(Collected data)
--------

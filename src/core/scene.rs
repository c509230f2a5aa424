use super::color::HueClock;
use super::constants::DOTS_DENSITY;
use super::floating::FloatingField;
use super::logo::BouncingBox;
use super::modulation::Modulator;
use super::rings::RingField;
use super::settings::{ModulationFlags, Param, Settings};
use glam::Vec2;
use rand::rngs::StdRng;

/// Which background animation is running.
#[derive(Clone, Copy, Debug, Default, PartialEq, Eq)]
pub enum FieldKind {
    #[default]
    Rings,
    Floating,
}

impl FieldKind {
    pub fn from_attr(value: Option<&str>) -> Self {
        match value.map(str::trim) {
            Some(v) if v.eq_ignore_ascii_case("floating") => FieldKind::Floating,
            _ => FieldKind::Rings,
        }
    }
}

#[derive(Clone, Debug)]
pub enum Field {
    Rings(RingField),
    Floating(FloatingField),
}

/// All animation state, owned by the loop driver and passed to each tick.
pub struct Scene {
    pub field: Field,
    pub hue: HueClock,
    pub logo: BouncingBox,
    settings: Settings,
    flags: ModulationFlags,
    modulator: Modulator,
    viewport: Vec2,
    rng: StdRng,
    positions: Vec<(Vec2, f32)>,
}

impl Scene {
    pub fn new(
        kind: FieldKind,
        viewport: Vec2,
        settings: Settings,
        mut rng: StdRng,
        now_sec: f64,
    ) -> Self {
        let field = match kind {
            FieldKind::Rings => Field::Rings(RingField::new(viewport, &settings)),
            FieldKind::Floating => {
                Field::Floating(FloatingField::new(viewport, DOTS_DENSITY, &mut rng))
            }
        };
        let logo = BouncingBox::logo(&mut rng);
        Self {
            field,
            hue: HueClock::default(),
            logo,
            settings,
            flags: ModulationFlags::default(),
            modulator: Modulator::new(now_sec),
            viewport,
            rng,
            positions: Vec::new(),
        }
    }

    pub fn settings(&self) -> &Settings {
        &self.settings
    }

    pub fn flags(&self) -> &ModulationFlags {
        &self.flags
    }

    pub fn viewport(&self) -> Vec2 {
        self.viewport
    }

    pub fn connection_distance(&self) -> f32 {
        self.settings.connection_distance as f32
    }

    pub fn dot_count(&self) -> usize {
        match &self.field {
            Field::Rings(r) => r.dot_count(),
            Field::Floating(f) => f.dots.len(),
        }
    }

    /// Re-seed the field for a new viewport.
    pub fn resize(&mut self, viewport: Vec2) {
        self.viewport = viewport;
        match &mut self.field {
            Field::Rings(r) => r.resize(viewport, &self.settings),
            Field::Floating(f) => f.resize(viewport, &mut self.rng),
        }
    }

    fn reseed_for_settings(&mut self) {
        // Floating dots only read the connection distance, at draw time.
        if let Field::Rings(r) = &mut self.field {
            r.initialize(self.viewport, &self.settings);
        }
    }

    /// Manual slider edit. Ignored while `param` is modulated.
    pub fn set_manual(&mut self, param: Param, value: f64) -> bool {
        if self.flags.is_set(param) || self.settings.get(param) == value {
            return false;
        }
        self.settings.set(param, value);
        self.reseed_for_settings();
        true
    }

    /// Replace every parameter at once, e.g. from an imported URL fragment.
    pub fn replace_settings(&mut self, settings: Settings) {
        self.settings = settings;
        self.reseed_for_settings();
    }

    pub fn toggle_modulation(&mut self, param: Param, now_sec: f64) {
        self.flags.toggle(param);
        self.modulator.restart(now_sec);
    }

    pub fn set_all_modulated(&mut self, on: bool, now_sec: f64) {
        self.flags.set_all(on);
        self.modulator.restart(now_sec);
    }

    /// Recompute modulated parameters. Returns true if any value moved.
    pub fn modulate(&mut self, now_sec: f64) -> bool {
        if !self.flags.any() {
            return false;
        }
        let changed = self.modulator.apply(&mut self.settings, &self.flags, now_sec);
        if changed {
            self.reseed_for_settings();
        }
        changed
    }

    /// Advance one display refresh. `container` bounds the bouncing logo.
    pub fn tick(&mut self, container: Vec2) {
        match &mut self.field {
            Field::Rings(r) => r.step(),
            Field::Floating(f) => f.step(),
        }
        self.hue.tick();
        self.logo.step(container);
    }

    /// Current dot positions and sizes, refreshed into an internal buffer.
    pub fn positions(&mut self) -> &[(Vec2, f32)] {
        match &self.field {
            Field::Rings(r) => r.positions(&mut self.positions),
            Field::Floating(f) => f.positions(&mut self.positions),
        }
        &self.positions
    }
}
use crate::core::{for_each_connection, HueClock, CONNECTION_LINE_WIDTH};
use glam::Vec2;
use std::f64::consts::TAU;
use wasm_bindgen::JsCast;
use web_sys as web;

// ===================== Canvas 2D renderer =====================

pub struct CanvasRenderer {
    ctx: web::CanvasRenderingContext2d,
    width: f64,
    height: f64,
}

impl CanvasRenderer {
    pub fn new(canvas: &web::HtmlCanvasElement) -> anyhow::Result<Self> {
        let ctx = canvas
            .get_context("2d")
            .map_err(|e| anyhow::anyhow!("get_context error: {:?}", e))?
            .ok_or_else(|| anyhow::anyhow!("2d context unavailable"))?
            .dyn_into::<web::CanvasRenderingContext2d>()
            .map_err(|e| anyhow::anyhow!("{:?}", e))?;
        Ok(Self {
            ctx,
            width: canvas.width() as f64,
            height: canvas.height() as f64,
        })
    }

    pub fn resize(&mut self, size: Vec2) {
        self.width = size.x as f64;
        self.height = size.y as f64;
    }

    /// Clear, then draw dots and the proximity lines between them.
    pub fn draw(&self, points: &[(Vec2, f32)], connection_distance: f32, hue: &HueClock) {
        let ctx = &self.ctx;
        ctx.clear_rect(0.0, 0.0, self.width, self.height);

        ctx.set_fill_style_str(&hue.css());
        for (pos, size) in points {
            ctx.begin_path();
            _ = ctx.arc(pos.x as f64, pos.y as f64, *size as f64, 0.0, TAU);
            ctx.fill();
        }

        ctx.set_line_width(CONNECTION_LINE_WIDTH);
        for_each_connection(points, connection_distance, |a, b, alpha| {
            ctx.begin_path();
            ctx.move_to(a.x as f64, a.y as f64);
            ctx.line_to(b.x as f64, b.y as f64);
            ctx.set_stroke_style_str(&hue.css_with_alpha(alpha));
            ctx.stroke();
        });
    }
}
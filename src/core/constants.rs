// Shared simulation constants for the dot-field background.

// Ring layout
pub const RING_COUNT: usize = 5;
pub const RADIUS_PROPORTION: f32 = 0.778; // each ring is this fraction of the previous radius
pub const RING_DOT_SIZE: f32 = 5.0;

// Floating dots
pub const DOTS_DENSITY: f32 = 1.5; // dots per 10,000 px² of viewport
pub const DENSITY_AREA_UNIT: f32 = 10_000.0;
pub const FLOATING_DOT_RADIUS: f32 = 3.0;
pub const FLOATING_MAX_SPEED: f32 = 1.0; // per-axis |v| bound, px per tick

// Color cycling
pub const COLOR_CHANGE_SPEED: f64 = 0.005; // clock units per tick
pub const HUE_DEGREES_PER_UNIT: f64 = 30.0;
pub const COLOR_SATURATION_PCT: u32 = 80;
pub const COLOR_LIGHTNESS_PCT: u32 = 60;

// Connection lines
pub const CONNECTION_LINE_WIDTH: f64 = 1.0;

// Modulation
pub const MODULATION_BASE_FREQUENCY: f64 = 0.1;
pub const MODULATION_FREQUENCY_STEP: f64 = 0.02; // added per parameter index
pub const MODULATION_PHASE_STEP: f64 = 0.5; // radians per parameter index

// Bouncing logo
pub const LOGO_WIDTH: f32 = 180.0;
pub const LOGO_HEIGHT: f32 = 38.0;
pub const LOGO_MAX_SPEED: f32 = 3.0; // per-axis |v| bound, px per tick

--------

## Directions for this task
The entries above are to be transcribed in full and without error.

## Solution to the problem
filename src/core/scene.rs
repository c509230f2a5aa424
use super::color::HueClock;
use super::constants::DOTS_DENSITY;
use super::floating::FloatingField;
use super::logo::BouncingBox;
use super::modulation::Modulator;
use super::rings::RingField;
use super::settings::{ModulationFlags, Param, Settings};
use glam::Vec2;
use rand::rngs::StdRng;

/// Which background animation is running.
#[derive(Clone, Copy, Debug, Default, PartialEq, Eq)]
pub enum FieldKind {
    #[default]
    Rings,
    Floating,
}

impl FieldKind {
    pub fn from_attr(value: Option<&str>) -> Self {
        match value.map(str::trim) {
            Some(v) if v.eq_ignore_ascii_case("floating") => FieldKind::Floating,
            _ => FieldKind::Rings,
        }
    }
}

#[derive(Clone, Debug)]
pub enum Field {
    Rings(RingField),
    Floating(FloatingField),
}

/// All animation state, owned by the loop driver and passed to each tick.
pub struct Scene {
    pub field: Field,
    pub hue: HueClock,
    pub logo: BouncingBox,
    settings: Settings,
    flags: ModulationFlags,
    modulator: Modulator,
    viewport: Vec2,
    rng: StdRng,
    positions: Vec<(Vec2, f32)>,
}

impl Scene {
    pub fn new(
        kind: FieldKind,
        viewport: Vec2,
        settings: Settings,
        mut rng: StdRng,
        now_sec: f64,
    ) -> Self {
        let field = match kind {
            FieldKind::Rings => Field::Rings(RingField::new(viewport, &settings)),
            FieldKind::Floating => {
                Field::Floating(FloatingField::new(viewport, DOTS_DENSITY, &mut rng))
            }
        };
        let logo = BouncingBox::logo(&mut rng);
        Self {
            field,
            hue: HueClock::default(),
            logo,
            settings,
            flags: ModulationFlags::default(),
            modulator: Modulator::new(now_sec),
            viewport,
            rng,
            positions: Vec::new(),
        }
    }

    pub fn settings(&self) -> &Settings {
        &self.settings
    }

    pub fn flags(&self) -> &ModulationFlags {
        &self.flags
    }

    pub fn viewport(&self) -> Vec2 {
        self.viewport
    }

    pub fn connection_distance(&self) -> f32 {
        self.settings.connection_distance as f32
    }

    pub fn dot_count(&self) -> usize {
        match &self.field {
            Field::Rings(r) => r.dot_count(),
            Field::Floating(f) => f.dots.len(),
        }
    }

    /// Re-seed the field for a new viewport.
    pub fn resize(&mut self, viewport: Vec2) {
        self.viewport = viewport;
        match &mut self.field {
            Field::Rings(r) => r.resize(viewport, &self.settings),
            Field::Floating(f) => f.resize(viewport, &mut self.rng),
        }
    }

    fn reseed_for_settings(&mut self) {
        // Floating dots only read the connection distance, at draw time.
        if let Field::Rings(r) = &mut self.field {
            r.initialize(self.viewport, &self.settings);
        }
    }

    /// Manual slider edit. Ignored while `param` is modulated.
    pub fn set_manual(&mut self, param: Param, value: f64) -> bool {
        if self.flags.is_set(param) || self.settings.get(param) == value {
            return false;
        }
        self.settings.set(param, value);
        self.reseed_for_settings();
        true
    }

    /// Replace every parameter at once, e.g. from an imported URL fragment.
    pub fn replace_settings(&mut self, settings: Settings) {
        self.settings = settings;
        self.reseed_for_settings();
    }

    pub fn toggle_modulation(&mut self, param: Param, now_sec: f64) {
        self.flags.toggle(param);
        self.modulator.restart(now_sec);
    }

    pub fn set_all_modulated(&mut self, on: bool, now_sec: f64) {
        self.flags.set_all(on);
        self.modulator.restart(now_sec);
    }

    /// Recompute modulated parameters. Returns true if any value moved.
    pub fn modulate(&mut self, now_sec: f64) -> bool {
        if !self.flags.any() {
            return false;
        }
        let changed = self.modulator.apply(&mut self.settings, &self.flags, now_sec);
        if changed {
            self.reseed_for_settings();
        }
        changed
    }

    /// Advance one display refresh. `container` bounds the bouncing logo.
    pub fn tick(&mut self, container: Vec2) {
        match &mut self.field {
            Field::Rings(r) => r.step(),
            Field::Floating(f) => f.step(),
        }
        self.hue.tick();
        self.logo.step(container);
    }

    /// Current dot positions and sizes, refreshed into an internal buffer.
    pub fn positions(&mut self) -> &[(Vec2, f32)] {
        match &self.field {
            Field::Rings(r) => r.positions(&mut self.positions),
            Field::Floating(f) => f.positions(&mut self.positions),
        }
        &self.positions
    }
}
use crate::core::{for_each_connection, HueClock, CONNECTION_LINE_WIDTH};
use glam::Vec2;
use std::f64::consts::TAU;
use wasm_bindgen::JsCast;
use web_sys as web;

// ===================== Canvas 2D renderer =====================

pub struct CanvasRenderer {
    ctx: web::CanvasRenderingContext2d,
    width: f64,
    height: f64,
}

impl CanvasRenderer {
    pub fn new(canvas: &web::HtmlCanvasElement) -> anyhow::Result<Self> {
        let ctx = canvas
            .get_context("2d")
            .map_err(|e| anyhow::anyhow!("get_context error: {:?}", e))?
            .ok_or_else(|| anyhow::anyhow!("2d context unavailable"))?
            .dyn_into::<web::CanvasRenderingContext2d>()
            .map_err(|e| anyhow::anyhow!("{:?}", e))?;
        Ok(Self {
            ctx,
            width: canvas.width() as f64,
            height: canvas.height() as f64,
        })
    }

    pub fn resize(&mut self, size: Vec2) {
        self.width = size.x as f64;
        self.height = size.y as f64;
    }

    /// Clear, then draw dots and the proximity lines between them.
    pub fn draw(&self, points: &[(Vec2, f32)], connection_distance: f32, hue: &HueClock) {
        let ctx = &self.ctx;
        ctx.clear_rect(0.0, 0.0, self.width, self.height);

        ctx.set_fill_style_str(&hue.css());
        for (pos, size) in points {
            ctx.begin_path();
            _ = ctx.arc(pos.x as f64, pos.y as f64, *size as f64, 0.0, TAU);
            ctx.fill();
        }

        ctx.set_line_width(CONNECTION_LINE_WIDTH);
        for_each_connection(points, connection_distance, |a, b, alpha| {
            ctx.begin_path();
            ctx.move_to(a.x as f64, a.y as f64);
            ctx.line_to(b.x as f64, b.y as f64);
            ctx.set_stroke_style_str(&hue.css_with_alpha(alpha));
            ctx.stroke();
        });
    }
}
filename src/core/constants.rs
// Shared simulation constants for the dot-field background.

// Ring layout
pub const RING_COUNT: usize = 5;
pub const RADIUS_PROPORTION: f32 = 0.778; // each ring is this fraction of the previous radius
pub const RING_DOT_SIZE: f32 = 5.0;

// Floating dots
pub const DOTS_DENSITY: f32 = 1.5; // dots per 10,000 px² of viewport
pub const DENSITY_AREA_UNIT: f32 = 10_000.0;
pub const FLOATING_DOT_RADIUS: f32 = 3.0;
pub const FLOATING_MAX_SPEED: f32 = 1.0; // per-axis |v| bound, px per tick

// Color cycling
pub const COLOR_CHANGE_SPEED: f64 = 0.005; // clock units per tick
pub const HUE_DEGREES_PER_UNIT: f64 = 30.0;
pub const COLOR_SATURATION_PCT: u32 = 80;
pub const COLOR_LIGHTNESS_PCT: u32 = 60;

// Connection lines
pub const CONNECTION_LINE_WIDTH: f64 = 1.0;

// Modulation
pub const MODULATION_BASE_FREQUENCY: f64 = 0.1;
pub const MODULATION_FREQUENCY_STEP: f64 = 0.02; // added per parameter index
pub const MODULATION_PHASE_STEP: f64 = 0.5; // radians per parameter index

// Bouncing logo
pub const LOGO_WIDTH: f32 = 180.0;
pub const LOGO_HEIGHT: f32 = 38.0;
pub const LOGO_MAX_SPEED: f32 = 3.0; // per-axis |v| bound, px per tick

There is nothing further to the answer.